Amber? In my hand, my mother’s voice keeps buzzing. “Jack? Jack? Where are you? Jack, did you hang up on me?”
I let her wait. “Amber called? What did you say?”
“I told her we ran away together,” Talia says.
“You told her what?”
In my hand, Mom’s voice says, “This girl told Amber you’d run off together.”
Talia looks like she’s about to burst into tears. “Was it wrong to say that? I am unfamiliar with telephones!”
Nah, you’ve just totally ruined any possibility of getting back with Amber. But she looks so cute, like a little girl who’s afraid of getting in trouble. “No, of course not.”

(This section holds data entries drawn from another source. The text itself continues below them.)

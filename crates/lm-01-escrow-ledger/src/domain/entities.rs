//! Escrow records and query views.

use serde::{Deserialize, Serialize};
use shared_types::{Address, Coin, U256};

/// Funds held in escrow on behalf of one account.
///
/// Created on first lock and never deleted; the amount may reach zero.
#[derive(Debug, Clone, PartialEq, Eq, Serialize, Deserialize)]
pub struct LockedBalance {
    pub owner: Address,
    pub amount: Coin,
}

/// Cumulative escrowed funds an account has released to pay fees.
#[derive(Debug, Clone, PartialEq, Eq, Serialize, Deserialize)]
pub struct SpentBalance {
    pub owner: Address,
    pub amount: Coin,
}

/// Combined view of an account's escrow position.
#[derive(Debug, Clone, PartialEq, Eq, Serialize, Deserialize)]
pub struct EnterpriseUserAccount {
    pub owner: Address,
    pub locked: Coin,
    pub spent: Coin,
    /// Bank balance in the escrow denomination.
    pub general_supply: Coin,
    /// `general_supply + locked`: what the account could pay in fees.
    pub available: Coin,
}

/// Result of an unlock-for-fees request.
#[derive(Debug, Clone, PartialEq, Eq)]
pub enum UnlockOutcome {
    /// Fee carried nothing in the escrow denomination, or nothing is locked.
    NothingLocked,

    /// `amount` moved from escrow to the payer's spendable balance.
    ///
    /// `floor_corrected` is set when a counter would have gone negative and
    /// was clamped at zero.
    Unlocked { amount: Coin, floor_corrected: bool },

    /// Locked plus spendable does not cover the fee. Nothing was changed.
    Insufficient { locked: Coin, available: U256 },
}

impl UnlockOutcome {
    pub fn unlocked_amount(&self) -> U256 {
        match self {
            UnlockOutcome::Unlocked { amount, .. } => amount.amount,
            _ => U256::zero(),
        }
    }
}

/// Values compared by the escrow invariant.
#[derive(Debug, Clone, PartialEq, Eq)]
pub struct EscrowTotals {
    pub total_locked: U256,
    pub sum_locked: U256,
    pub module_balance: U256,
}

impl EscrowTotals {
    pub fn is_consistent(&self) -> bool {
        self.total_locked == self.sum_locked && self.sum_locked == self.module_balance
    }
}
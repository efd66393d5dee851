//! Anchor fee schedule and storage limits.

use primitive_types::U256;
use serde::{Deserialize, Serialize};
use shared_types::{validate_denom, Coin};

use super::errors::AnchorError;

pub const DEFAULT_FEE_REGISTER: u64 = 1_000_000_000_000;
pub const DEFAULT_FEE_RECORD: u64 = 1_000_000_000;
pub const DEFAULT_FEE_PURCHASE_STORAGE: u64 = 5_000_000_000;
pub const DEFAULT_DENOM: &str = "nund";
pub const DEFAULT_STORAGE_LIMIT: u64 = 50_000;
pub const DEFAULT_MAX_STORAGE_LIMIT: u64 = 600_000;

#[derive(Debug, Clone, PartialEq, Eq, Serialize, Deserialize)]
pub struct AnchorParams {
    pub fee_register: u64,
    pub fee_record: u64,
    /// Per slot.
    pub fee_purchase_storage: u64,
    pub denom: String,
    pub default_storage_limit: u64,
    pub max_storage_limit: u64,
    #[serde(default)]
    pub version: u64,
}

impl Default for AnchorParams {
    fn default() -> Self {
        Self {
            fee_register: DEFAULT_FEE_REGISTER,
            fee_record: DEFAULT_FEE_RECORD,
            fee_purchase_storage: DEFAULT_FEE_PURCHASE_STORAGE,
            denom: DEFAULT_DENOM.to_string(),
            default_storage_limit: DEFAULT_STORAGE_LIMIT,
            max_storage_limit: DEFAULT_MAX_STORAGE_LIMIT,
            version: 1,
        }
    }
}

impl AnchorParams {
    /// Small fees and limits so pruning and capacity are easy to reach.
    pub fn for_testing() -> Self {
        Self {
            fee_register: 1_000,
            fee_record: 10,
            fee_purchase_storage: 5,
            default_storage_limit: 3,
            max_storage_limit: 10,
            ..Default::default()
        }
    }

    pub fn register_fee(&self) -> Coin {
        Coin::new(self.denom.clone(), self.fee_register)
    }

    pub fn record_fee(&self) -> Coin {
        Coin::new(self.denom.clone(), self.fee_record)
    }

    pub fn purchase_fee(&self, slots: u64) -> Coin {
        let amount = U256::from(self.fee_purchase_storage) * U256::from(slots);
        Coin::new(self.denom.clone(), amount)
    }

    pub fn validate(&self) -> Result<(), AnchorError> {
        validate_denom(&self.denom).map_err(|e| AnchorError::InvalidParams(e.to_string()))?;
        for (name, value) in [
            ("register fee", self.fee_register),
            ("record fee", self.fee_record),
            ("purchase storage fee", self.fee_purchase_storage),
            ("default storage limit", self.default_storage_limit),
            ("max storage limit", self.max_storage_limit),
        ] {
            if value == 0 {
                return Err(AnchorError::InvalidParams(format!("{} must be positive", name)));
            }
        }
        if self.default_storage_limit > self.max_storage_limit {
            return Err(AnchorError::InvalidParams(format!(
                "default storage limit {} exceeds max {}",
                self.default_storage_limit, self.max_storage_limit
            )));
        }
        Ok(())
    }
}
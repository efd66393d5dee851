//! Per-account transaction counter.

use std::collections::BTreeSet;

use shared_types::codec;
use shared_types::{Address, Context, Tx};

use crate::chain::AnteDecorator;
use crate::errors::AnteError;

pub const SEQUENCE_PREFIX: &[u8] = b"auth/seq/";

/// Current sequence of `addr`; zero before its first transaction.
pub fn sequence(ctx: &Context<'_>, addr: &Address) -> Result<u64, AnteError> {
    let key = codec::address_key(SEQUENCE_PREFIX, addr);
    Ok(codec::load::<u64>(ctx.store(), &key)?.unwrap_or(0))
}

#[derive(Debug, Clone, Copy, Default)]
pub struct IncrementSequenceDecorator;

impl AnteDecorator for IncrementSequenceDecorator {
    fn name(&self) -> &'static str {
        "increment_sequence"
    }

    fn ante_handle(&self, ctx: &mut Context<'_>, tx: &Tx, _simulate: bool) -> Result<(), AnteError> {
        let signers: BTreeSet<Address> = tx.msgs.iter().map(|m| m.signer()).collect();
        for signer in signers {
            let next = sequence(ctx, &signer)? + 1;
            codec::save(ctx.store_mut(), &codec::address_key(SEQUENCE_PREFIX, &signer), &next)?;
        }
        Ok(())
    }
}
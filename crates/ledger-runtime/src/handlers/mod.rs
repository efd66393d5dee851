//! # Handlers
//!
//! Message routing from the transaction envelope to the module handlers.

pub mod router;

pub use router::{route, route_all, Keepers, MsgResponse};
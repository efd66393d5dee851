//! Routes each message to the module that owns it.

use lm_01_escrow_ledger::EscrowLedger;
use lm_02_purchase_orders::PurchaseOrderTally;
use lm_03_anchor_storage::{AnchorStorageManager, RecordOutcome, StorageCapacity};
use shared_types::{Context, Msg, StoreBank};
use tracing::debug;

use crate::errors::RuntimeError;

/// Borrowed view of every keeper, handed to routes and queries.
#[derive(Clone, Copy)]
pub struct Keepers<'a> {
    pub bank: &'a StoreBank,
    pub escrow: &'a EscrowLedger,
    pub orders: &'a PurchaseOrderTally,
    pub anchor: &'a AnchorStorageManager,
}

/// Result of one delivered message.
#[derive(Debug, Clone, PartialEq, Eq)]
pub enum MsgResponse {
    RaisePurchaseOrder { purchase_order_id: u64 },
    ProcessPurchaseOrder,
    WhitelistAddress,
    RegisterChain { chain_id: u64 },
    RecordChainBlock(RecordOutcome),
    PurchaseChainStorage(StorageCapacity),
}

pub fn route(ctx: &mut Context<'_>, keepers: &Keepers<'_>, msg: &Msg) -> Result<MsgResponse, RuntimeError> {
    debug!("[runtime] routing {}", msg.type_name());
    let response = match msg {
        Msg::RaisePurchaseOrder(m) => MsgResponse::RaisePurchaseOrder {
            purchase_order_id: keepers.orders.handle_raise(ctx, m)?.purchase_order_id,
        },
        Msg::ProcessPurchaseOrder(m) => {
            keepers.orders.handle_process(ctx, m)?;
            MsgResponse::ProcessPurchaseOrder
        }
        Msg::WhitelistAddress(m) => {
            keepers.orders.handle_whitelist(ctx, m)?;
            MsgResponse::WhitelistAddress
        }
        Msg::RegisterChain(m) => MsgResponse::RegisterChain {
            chain_id: keepers.anchor.handle_register(ctx, m)?,
        },
        Msg::RecordChainBlock(m) => MsgResponse::RecordChainBlock(keepers.anchor.handle_record(ctx, m)?),
        Msg::PurchaseChainStorage(m) => {
            MsgResponse::PurchaseChainStorage(keepers.anchor.handle_purchase_storage(ctx, m)?)
        }
    };
    Ok(response)
}

/// Route every message in order on one branch. Either all of them take
/// effect or none do.
pub fn route_all(ctx: &mut Context<'_>, keepers: &Keepers<'_>, msgs: &[Msg]) -> Result<Vec<MsgResponse>, RuntimeError> {
    ctx.run_atomic(|ctx| msgs.iter().map(|msg| route(ctx, keepers, msg)).collect())
}
//! The tally rule, kept free of storage so it can be checked in isolation.
//!
//! Checks run in this order and the first match wins:
//!
//! 1. **Expiry**: `now - raise_time >= decision_time_limit` and
//!    `accepts < min_accepts`.
//! 2. **Veto**: `rejects > signers - min_accepts`.
//! 3. **Quorum**: `accepts >= min_accepts`.

use shared_types::Timestamp;

use super::entities::PurchaseOrder;
use super::params::EnterpriseParams;

#[derive(Debug, Clone, Copy, PartialEq, Eq)]
pub enum TallyVerdict {
    Expired,
    Rejected,
    Accepted,
    Pending,
}

pub fn evaluate(order: &PurchaseOrder, now: Timestamp, params: &EnterpriseParams) -> TallyVerdict {
    let (accepts, rejects) = order.decision_counts();
    let age = now.saturating_sub(order.raise_time);

    if age >= params.decision_time_limit && accepts < params.min_accepts {
        TallyVerdict::Expired
    } else if rejects > params.reject_threshold() {
        TallyVerdict::Rejected
    } else if accepts >= params.min_accepts {
        TallyVerdict::Accepted
    } else {
        TallyVerdict::Pending
    }
}
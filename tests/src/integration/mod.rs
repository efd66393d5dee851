//! # Integration Flows
//!
//! Whole-ledger scenarios driven through [`LedgerApp`](ledger_runtime::LedgerApp):
//! admission, delivery and the end-block passes together.

pub mod anchor_flows;
pub mod escrow_flows;
pub mod fee_flows;
pub mod genesis_flows;
pub mod order_flows;
pub mod properties;
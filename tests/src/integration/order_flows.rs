//! # Purchase Order Flows
//!
//! Raise, decide, tally and complete across blocks.

#[cfg(test)]
mod tests {
    use ledger_runtime::LedgerApp;
    use shared_types::{Address, PurchaseOrderStatus, U256};

    use crate::harness::LedgerHarness;

    use PurchaseOrderStatus::{Accepted, Completed, Raised, Rejected};

    fn purchaser(i: u8) -> Address {
        Address::new([0xB0 + i; 20])
    }

    // =========================================================================
    // TALLY
    // =========================================================================

    #[test]
    fn test_quorum_accepts_regardless_of_other_pending_orders() {
        let mut h = LedgerHarness::new();
        for i in 0..3 {
            h.whitelist(purchaser(i));
        }
        let first = h.raise(purchaser(0), 10).unwrap();
        let target = h.raise(purchaser(1), 20).unwrap();
        let last = h.raise(purchaser(2), 30).unwrap();

        // decisions arrive out of order across the three orders
        let (s0, s1, s2) = (h.signer(0), h.signer(1), h.signer(2));
        h.decide(last, s2, Accepted).unwrap();
        h.decide(target, s1, Accepted).unwrap();
        h.decide(first, s0, Rejected).unwrap();
        h.decide(target, s2, Accepted).unwrap();

        let report = h.next_block();
        assert_eq!(report.tally.accepted, vec![target]);
        assert_eq!(report.tally.pending, vec![first, last]);
        assert!(report.tally.rejected.is_empty());

        assert_eq!(h.order(target).status, Completed);
        assert_eq!(h.order(first).status, Raised);
        assert_eq!(h.locked(purchaser(1)), U256::from(20u64));
        assert!(h.locked(purchaser(0)).is_zero());
    }

    #[test]
    fn test_stale_order_rejected_without_decisions() {
        let mut h = LedgerHarness::new();
        h.whitelist(purchaser(0));
        let raised_at = h.now();
        let id = h.raise(purchaser(0), 50).unwrap();
        let limit = h.app.config().enterprise.decision_time_limit;

        // one second short of the limit: still pending
        let report = h.end_and_advance(limit - 1);
        assert_eq!(report.tally.pending, vec![id]);
        assert_eq!(h.now(), raised_at + limit - 1);

        let report = h.end_and_advance(1);
        assert_eq!(report.tally.pending, vec![id]);
        assert_eq!(h.now(), raised_at + limit);

        let report = h.next_block();
        assert_eq!(report.tally.expired, vec![id]);
        assert_eq!(h.order(id).status, Rejected);
        assert!(h.locked(purchaser(0)).is_zero());
    }

    #[test]
    fn test_veto_rejects_when_quorum_unreachable() {
        let mut h = LedgerHarness::new();
        h.whitelist(purchaser(0));
        let id = h.raise(purchaser(0), 50).unwrap();
        let (s0, s1) = (h.signer(0), h.signer(1));
        h.decide(id, s0, Rejected).unwrap();
        h.decide(id, s1, Rejected).unwrap();

        let report = h.next_block();
        assert_eq!(report.tally.rejected, vec![id]);
        assert_eq!(h.order(id).status, Rejected);
    }

    // =========================================================================
    // ADMISSION OF ORDER MESSAGES
    // =========================================================================

    #[test]
    fn test_raise_requires_whitelist() {
        let mut h = LedgerHarness::new();
        let err = h.raise(purchaser(0), 10).unwrap_err();
        assert_eq!(err.code(), 206);
    }

    #[test]
    fn test_decision_rules() {
        let mut h = LedgerHarness::new();
        h.whitelist(purchaser(0));
        let id = h.raise(purchaser(0), 10).unwrap();
        let s0 = h.signer(0);

        let outsider = Address::new([0x99; 20]);
        assert_eq!(h.decide(id, outsider, Accepted).unwrap_err().code(), 205);
        assert_eq!(h.decide(id + 40, s0, Accepted).unwrap_err().code(), 201);
        // rejected by stateless admission checks
        assert_eq!(h.decide(id, s0, Raised).unwrap_err().code(), 408);

        h.decide(id, s0, Accepted).unwrap();
        assert_eq!(h.decide(id, s0, Accepted).unwrap_err().code(), 203);
    }

    #[test]
    fn test_completed_order_cannot_be_decided_again() {
        let mut h = LedgerHarness::new();
        let id = h.fund_locked(purchaser(0), 10);
        let s2 = h.signer(2);
        assert_eq!(h.decide(id, s2, Accepted).unwrap_err().code(), 202);
        assert_eq!(h.order(id).status, Completed);
    }

    #[test]
    fn test_quorum_change_applies_to_pending_orders() {
        let mut h = LedgerHarness::new();
        h.whitelist(purchaser(0));
        let id = h.raise(purchaser(0), 10).unwrap();
        let s0 = h.signer(0);
        h.decide(id, s0, Accepted).unwrap();

        let authority = h.app.config().authority;
        let mut params = h.app.config().enterprise.clone();
        params.min_accepts = 1;
        update(&mut h.app, &authority, params);

        let report = h.next_block();
        assert_eq!(report.tally.accepted, vec![id]);
        assert_eq!(h.locked(purchaser(0)), U256::from(10u64));
    }

    fn update(app: &mut LedgerApp, authority: &Address, params: lm_02_purchase_orders::EnterpriseParams) {
        app.update_enterprise_params(authority, params).unwrap();
    }
}
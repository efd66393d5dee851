//! Ports: the API other modules consume.

pub mod inbound;

pub use inbound::AnchorQuery;
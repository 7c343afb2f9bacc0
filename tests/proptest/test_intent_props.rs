//! Property-based tests for the intent matcher

use plainsh::intent::{clean_name, clean_path, IntentMatcher};
use proptest::prelude::*;

/// Words made of letters that cannot spell any trigger word
const FLAG: &str = "-[bcdfghijklmnopqrstuvxyz]{1,3}";

/// Captured text as users type it: words, filler, stray and nested quotes,
/// padding inside quotes
fn captured_text() -> impl Strategy<Value = String> {
    let piece = prop_oneof![
        "[a-z]{1,8}",
        prop::sample::select(vec!["the", "a", "this", "That", "\"", "'", " ", "  "])
            .prop_map(String::from),
        "[a-z]{1,5}( [a-z]{1,5}){0,3}".prop_map(|inner| format!("\" {} \"", inner)),
        "[a-z\"' ]{1,6}",
    ];
    prop::collection::vec(piece, 0..8).prop_map(|pieces| pieces.concat())
}

proptest! {
    #[test]
    fn test_matcher_doesnt_panic(s in "\\PC*") {
        let matcher = IntentMatcher::new();
        let _ = matcher.resolve(&s);
        let _ = matcher.is_likely_natural_language(&s);
        prop_assert!(matcher.suggest(&s).len() <= 5);
    }

    #[test]
    fn test_commands_with_flags_are_not_natural_language(
        name in prop::sample::select(vec!["ls", "grep", "git", "cargo", "ps", "df", "echo", "cat"]),
        flags in prop::collection::vec(FLAG, 0..4),
    ) {
        let matcher = IntentMatcher::new();
        let line = format!("{} {}", name, flags.join(" "));
        prop_assert!(!matcher.is_likely_natural_language(line.trim()));
    }

    #[test]
    fn test_resolution_is_deterministic(s in "[a-z ]{0,40}") {
        let matcher = IntentMatcher::new();
        prop_assert_eq!(matcher.resolve(&s), matcher.resolve(&s));
    }

    #[test]
    fn test_clean_path_is_idempotent(raw in captured_text()) {
        let once = clean_path(&raw);
        prop_assert_eq!(clean_path(&once), once.clone());
    }

    #[test]
    fn test_clean_name_is_idempotent(raw in captured_text()) {
        if let Some(once) = clean_name(&raw) {
            prop_assert_eq!(clean_name(&once), Some(once.clone()));
        }
    }

    #[test]
    fn test_created_names_are_never_empty(name in "[a-z]{1,10}( [a-z]{1,10}){0,3}") {
        let matcher = IntentMatcher::new();
        if let Some(command) = matcher.match_query(&format!("create a new folder called {}", name)) {
            prop_assert!(command.starts_with("mkdir "));
            prop_assert!(command.len() > "mkdir ".len());
        }
    }
}
//! Platform abstraction layer
//!
//! This module provides a unified interface for host facilities (process
//! table, memory, disks, signals, paths), abstracting away differences
//! between Unix flavours. Linux reads `/proc`; other Unix systems report
//! the `/proc`-backed facilities as unsupported.

mod traits;
#[cfg(unix)]
mod unix;

#[cfg(not(unix))]
compile_error!("plainsh supports Unix platforms only");

pub use traits::*;

use std::path::{Component, Path, PathBuf};

/// Platform implementation factory
pub struct Platform;

impl Platform {
    /// Get the platform-specific signal operations
    pub fn signals() -> Box<dyn SignalOps> {
        Box::new(unix::UnixSignals::new())
    }

    /// Get the platform-specific process table operations
    pub fn processes() -> Box<dyn ProcessOps> {
        Box::new(unix::UnixProcesses::new())
    }

    /// Get the platform-specific memory operations
    pub fn memory() -> Box<dyn MemoryOps> {
        Box::new(unix::UnixMemory::new())
    }

    /// Get the platform-specific system telemetry
    pub fn system() -> Box<dyn SystemOps> {
        Box::new(unix::UnixSystem::new())
    }

    /// Get the platform-specific path operations
    pub fn paths() -> Box<dyn PathOps> {
        Box::new(unix::UnixPaths::new())
    }

    /// Name of the running operating system, for error messages
    pub fn name() -> &'static str {
        std::env::consts::OS
    }
}

/// Resolve a user-supplied path against `base`
///
/// `~` and `~/...` expand to the home directory; relative paths are joined
/// onto `base`. The result is normalized lexically (no symlink resolution).
pub fn resolve_path(base: &Path, raw: &str) -> PathBuf {
    let expanded = expand_tilde(raw);
    let joined = if expanded.is_absolute() {
        expanded
    } else {
        base.join(expanded)
    };
    normalize_path(&joined)
}

/// Expand a leading `~` to the home directory
pub fn expand_tilde(raw: &str) -> PathBuf {
    let home = || Platform::paths().home_dir();
    if raw == "~" {
        if let Some(home) = home() {
            return home;
        }
    } else if let Some(rest) = raw.strip_prefix("~/") {
        if let Some(home) = home() {
            return home.join(rest);
        }
    }
    PathBuf::from(raw)
}

/// Remove `.` components and fold `..` into its parent
pub fn normalize_path(path: &Path) -> PathBuf {
    let mut normalized = PathBuf::new();
    for component in path.components() {
        match component {
            Component::CurDir => {}
            Component::ParentDir => {
                if normalized.file_name().is_some() {
                    normalized.pop();
                } else if !normalized.has_root() {
                    normalized.push(component);
                }
            }
            other => normalized.push(other),
        }
    }
    if normalized.as_os_str().is_empty() {
        normalized.push(".");
    }
    normalized
}
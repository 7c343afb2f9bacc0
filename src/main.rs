//! plainsh - a command shell that understands plain-English requests
//!
//! Runs an interactive prompt, or a single line with `-c`.

use std::env;
use std::io::Write;
use std::path::PathBuf;
use std::process;

use clap::Parser;
use tracing::{debug, info};

use plainsh::{init_with_config, Repl, Shell};

/// Command line arguments
#[derive(Debug, Parser)]
#[command(
    name = "plainsh",
    version,
    about = "A command shell that understands plain-English requests",
    after_help = "CONFIGURATION:\n    plainsh looks for configuration files in the following order:\n    \
        1. Path specified with --config\n    \
        2. $PLAINSH_CONFIG\n    \
        3. $XDG_CONFIG_HOME/plainsh/config.toml (or config.json)\n    \
        4. ~/.plainsh.toml (or .json)\n    \
        5. ./.plainsh.toml (or .json)\n    \
        6. Built-in defaults\n\n\
        ENVIRONMENT:\n    \
        PLAINSH_CONFIG     Path to configuration file\n    \
        PLAINSH_DEBUG      Enable debug logging (1 or true)\n    \
        RUST_LOG           Set logging level (error, warn, info, debug, trace)"
)]
struct AppArgs {
    /// Path to configuration file
    #[arg(long, value_name = "PATH")]
    config: Option<PathBuf>,

    /// Enable debug logging
    #[arg(short, long)]
    debug: bool,

    /// Run a single line and exit with its exit code
    #[arg(short = 'c', value_name = "LINE")]
    command: Option<String>,

    /// Treat every line as a command, never as a plain-English request
    #[arg(long)]
    no_nl: bool,
}

fn debug_requested(args: &AppArgs) -> bool {
    args.debug
        || env::var("PLAINSH_DEBUG").is_ok_and(|v| v == "1" || v.eq_ignore_ascii_case("true"))
}

#[tokio::main]
async fn main() -> anyhow::Result<()> {
    let args = AppArgs::parse();

    // Logs go to stderr so command output on stdout stays clean
    let log_level = if debug_requested(&args) { "debug" } else { "warn" };
    let env_filter = env::var("RUST_LOG").unwrap_or_else(|_| log_level.to_string());
    tracing_subscriber::fmt()
        .with_env_filter(tracing_subscriber::EnvFilter::from(env_filter))
        .with_writer(std::io::stderr)
        .with_target(false)
        .with_thread_ids(false)
        .with_file(false)
        .with_line_number(false)
        .compact()
        .init();

    info!("Starting plainsh v{}", plainsh::VERSION);
    debug!("Arguments: {:?}", args);

    let mut config = init_with_config(args.config.as_deref());
    if args.no_nl {
        config.intent.enabled = false;
    }

    let shell = Shell::new(config);

    if let Some(line) = &args.command {
        let mut session = shell.new_session();
        let result = shell.execute(line, &mut session).await;
        if !result.output.is_empty() {
            if result.output.ends_with('\n') {
                print!("{}", result.output);
            } else {
                println!("{}", result.output);
            }
        }
        std::io::stdout().flush()?;
        process::exit(result.exit_code);
    }

    let mut repl = Repl::new(shell);
    let exit_code = repl.run().await?;

    info!("plainsh shutdown complete");
    process::exit(exit_code);
}
//! Integration Tests for File Operations
//!
//! File commands typed directly and reached through plain-English requests,
//! all relative to the session directory.

use plainsh::{Config, SessionContext, Shell};
use std::fs;
use tempfile::TempDir;

fn setup() -> (Shell, SessionContext, TempDir) {
    let dir = TempDir::new().unwrap();
    let session = SessionContext::new(dir.path());
    (Shell::new(Config::default()), session, dir)
}

#[tokio::test]
async fn test_create_list_and_remove() {
    let (shell, mut session, dir) = setup();

    assert!(shell.execute("mkdir -p src/bin", &mut session).await.is_success());
    assert!(shell.execute("touch README.md", &mut session).await.is_success());

    let result = shell.execute("ls", &mut session).await;
    assert_eq!(result.output, "README.md  src");

    assert!(shell.execute("rm -r src", &mut session).await.is_success());
    assert!(!dir.path().join("src").exists());
}

#[tokio::test]
async fn test_operations_follow_cd() {
    let (shell, mut session, dir) = setup();
    fs::create_dir(dir.path().join("docs")).unwrap();

    shell.execute("cd docs", &mut session).await;
    shell.execute("touch notes.txt", &mut session).await;

    assert!(dir.path().join("docs/notes.txt").is_file());
}

#[tokio::test]
async fn test_copy_move_and_read() {
    let (shell, mut session, dir) = setup();
    fs::write(dir.path().join("draft.txt"), "first line\n").unwrap();

    shell.execute("cp draft.txt copy.txt", &mut session).await;
    shell.execute("mv copy.txt final.txt", &mut session).await;

    let result = shell.execute("cat final.txt", &mut session).await;
    assert_eq!(result.output, "first line\n");
    assert!(!dir.path().join("copy.txt").exists());
}

#[tokio::test]
async fn test_quoted_names_with_spaces() {
    let (shell, mut session, dir) = setup();

    shell.execute("mkdir \"my project\"", &mut session).await;

    assert!(dir.path().join("my project").is_dir());
}

#[tokio::test]
async fn test_requests_reach_file_backend() {
    let (shell, mut session, dir) = setup();

    shell
        .execute("make a directory named my project", &mut session)
        .await;
    assert!(dir.path().join("my project").is_dir());

    let result = shell.execute("remove folder called \"my project\"", &mut session).await;
    assert!(result.is_success(), "{}", result.output);
    assert!(!dir.path().join("my project").exists());
}

#[tokio::test]
async fn test_delete_bareword_removes_tree() {
    let (shell, mut session, dir) = setup();
    fs::create_dir_all(dir.path().join("project/src")).unwrap();
    fs::write(dir.path().join("project/src/lib.rs"), "").unwrap();

    let result = shell.execute("delete project", &mut session).await;

    assert!(result.is_success(), "{}", result.output);
    assert!(!dir.path().join("project").exists());
}

#[tokio::test]
async fn test_listing_request_in_subdirectory() {
    let (shell, mut session, dir) = setup();
    fs::create_dir(dir.path().join("reports")).unwrap();
    fs::write(dir.path().join("reports/q1.csv"), "").unwrap();

    let result = shell
        .execute("what's in the reports folder?", &mut session)
        .await;

    assert_eq!(result.output, "q1.csv");
}

#[tokio::test]
async fn test_head_tail_wc_with_input_redirection() {
    let (shell, mut session, dir) = setup();
    let content: String = (1..=12).map(|n| format!("row {}\n", n)).collect();
    fs::write(dir.path().join("rows.txt"), content).unwrap();

    let result = shell.execute("head -n 2 < rows.txt", &mut session).await;
    assert_eq!(result.output, "row 1\nrow 2");

    let result = shell.execute("tail -n 1 rows.txt", &mut session).await;
    assert_eq!(result.output, "row 12");

    let result = shell.execute("wc -l < rows.txt", &mut session).await;
    assert_eq!(result.output, "12 rows.txt");
}

#[tokio::test]
async fn test_file_output_redirected_to_file() {
    let (shell, mut session, dir) = setup();
    fs::write(dir.path().join("b.txt"), "").unwrap();
    fs::write(dir.path().join("a.txt"), "").unwrap();

    let result = shell.execute("ls > listing.out", &mut session).await;
    assert!(result.output.is_empty());

    let written = fs::read_to_string(dir.path().join("listing.out")).unwrap();
    assert!(written.starts_with("a.txt  b.txt"));
    assert!(written.ends_with('\n'));
}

“Jaaaaaaaack!” the telephone shrieks.
Then my father’s voice, loud but business-as-usual. “Jack, speak to me this instant.”
“Sorry, Dad.”
“Sorry? Your mother’s crying.”
“Why’s she doing that?”
“Because she thinks you’ve run off with some girl you just met!
”
Funny thought. “Oh, yeah. I guess I did.”
“What?”
I’m enjoying this. It’s the first time they’ve paid attention to me since the time I flunked science and crashed my car in the same week. It might be fun to mess with them more.
“Yeah, I met her yesterday. You’ll like her, Dad. She’s real pretty. Oh, and she’s a princess. We eloped.” That’ll get their attention.
No answer from Dad. Maybe the call dropped. Maybe he passed out.
But no. Mom’s there now. “What do you mean you eloped? I want you on a plane back home this minute. This minute!”
“Okay. Wire me some money, and I’ll buy a ticket.” This is fun. But as soon as I give them what they want, they’ll start ignoring me again.
“Don’t you get smart with me, young man.”
“I wasn’t—”
“I’ll wire you the money, and you’ll buy a ticket on the next flight.”
Isn’t that what I just said? What would happen if I just kept messing with them?
“All right. But I’m bringing Talia with me.” I hadn’t planned on saying that, but it just pops out. It’ll really drive them nuts.
When I get off the phone, Talia says, “Thank you.”
“For what?”
“For saying I can go with you.”
I shrug. “At least I get to go home. Who wants to travel around and see all this junk?”
“You do not like to travel.”
I shake my head, then smile, thinking about it. “Boy, are my parents going to freak when they see you.”
“Much as my parents, er, freaked when you appeared. Will it be a long journey? How many weeks will it take? I have so many questions. Will we need to acquire more clothes in order to conduct our journey in style? What if the ship sinks? Or there is an outbreak of cholera? I might never see my family again.”
I start laughing.
“What is so funny?”
“Weeks? Try a day.”
“What sort of ship can journey to the other side of the earth in a day?”
“The kind that can fly.”
Mom works like a fiend when she’s freaking out. Within twenty-four hours, Talia and I are at the airport.